Ayrshire councillors are to launch an official motion to rip up the cycle lane that was protested by a man on a rowing machine earlier this week. This is despite the fact that the lane in question has resulted in no reduction in road width or parking.
Andrew Russell was so angry about the installation of a bike route on Holmston Road that he set up a static rowing machine, donned a sailor’s hat, and set about protesting.
Russell described the project as “a white elephant” yet South Ayrshire’s SNP leader Allan Dorans seems to think that more money should now be spent removing it.
“The SNP group will be lodging an official motion to get this ripped up,” he said, adding that the move was about “doing the right thing and standing up for the people of South Ayrshire.”
Ayr MSP John Scott told The Daily Record:
“This seems a great deal of work and expense to relocate one cycle path from the south side of the road to the north side, and for no real benefit that I can see.
“This new configuration will reduce the flexibility previously available to all road users and I have particular concerns about the reduced availability of parking at Ayr Cemetery.
“With Holmston Road being a busy bus route, it seems to me that these changes have the potential to be very negative indeed and that’s the view I have given to the local roads authority.”
Stewart Turner, head of the Ayrshire Roads Alliance, explained: “The work on Holmston Road is to move the cycle lane from the south side of the road to the north side, creating one bi-directional cycle lane instead of the current two. There will be no reduction to the road width and no bus lay-bys will be created.”
He added that no public consultation was required for the proposals as existing carriageway widths and on-street parking levels were not being reduced.
Ayrshire Road Alliance is being supported in the project by Sustrans Scotland.

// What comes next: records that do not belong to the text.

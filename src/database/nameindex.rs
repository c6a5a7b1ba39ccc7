//! The phonetic name index.
//!
//! Maps the 5-character name key of §name handling to the set of record keys
//! of persons bearing a matching name. Many persons share one entry; set
//! membership deduplicates.

use std::collections::{BTreeSet, HashMap};

use crate::name::name_to_name_key;

/// Maps name keys to sets of person record keys.
#[derive(Debug, Clone, Default)]
pub struct NameIndex {
    entries: HashMap<String, BTreeSet<String>>,
}

impl NameIndex {
    /// Creates an empty name index.
    #[must_use]
    pub fn new() -> Self {
        NameIndex::default()
    }

    /// Inserts a person under a name key computed from `name`.
    pub fn insert(&mut self, name: &str, record_key: &str) {
        self.entries
            .entry(name_to_name_key(name))
            .or_default()
            .insert(record_key.to_string());
    }

    /// Removes a person from the entry for `name`. Empty entries are
    /// dropped.
    pub fn remove(&mut self, name: &str, record_key: &str) {
        let name_key = name_to_name_key(name);
        if let Some(set) = self.entries.get_mut(&name_key) {
            set.remove(record_key);
            if set.is_empty() {
                self.entries.remove(&name_key);
            }
        }
    }

    /// Returns the set of record keys whose name key equals the query
    /// name's. Callers filter further by piece matching.
    #[must_use]
    pub fn search(&self, name: &str) -> Option<&BTreeSet<String>> {
        self.entries.get(&name_to_name_key(name))
    }

    /// Returns the number of distinct name keys.
    #[must_use]
    pub fn len(&self) -> usize {
        self.entries.len()
    }

    /// Returns true if nothing has been indexed.
    #[must_use]
    pub fn is_empty(&self) -> bool {
        self.entries.is_empty()
    }

    /// Returns `(number of name keys, number of indexed record keys)`.
    #[must_use]
    pub fn stats(&self) -> (usize, usize) {
        let records = self.entries.values().map(BTreeSet::len).sum();
        (self.entries.len(), records)
    }
}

Aileen Brand, Sustrans Scotland Community Links Project Officer, said:
“The new cycling infrastructure will replace the white lines previously in place with a rubber kerbstone which will provide people with a protected traffic-free cycle route from the centre of Ayr along Holmston Road, linking onwards to a shared use path out to the community of Coylton. This project will be introduced without the need to reduce road space or parking facilities already in place.
"We provided £30,000 of Community Links funding towards this project which will create an enabling environment for active travel to take place. Our Community Links programme is funded by Transport Scotland and encourages higher levels of active travel as well as facilitating the greater use of public space.
“The new cycling infrastructure will help to encourage people of all abilities to cycle as their preferred mode of travel for their everyday journeys throughout Ayrshire and is due to be completed by summer 2017.”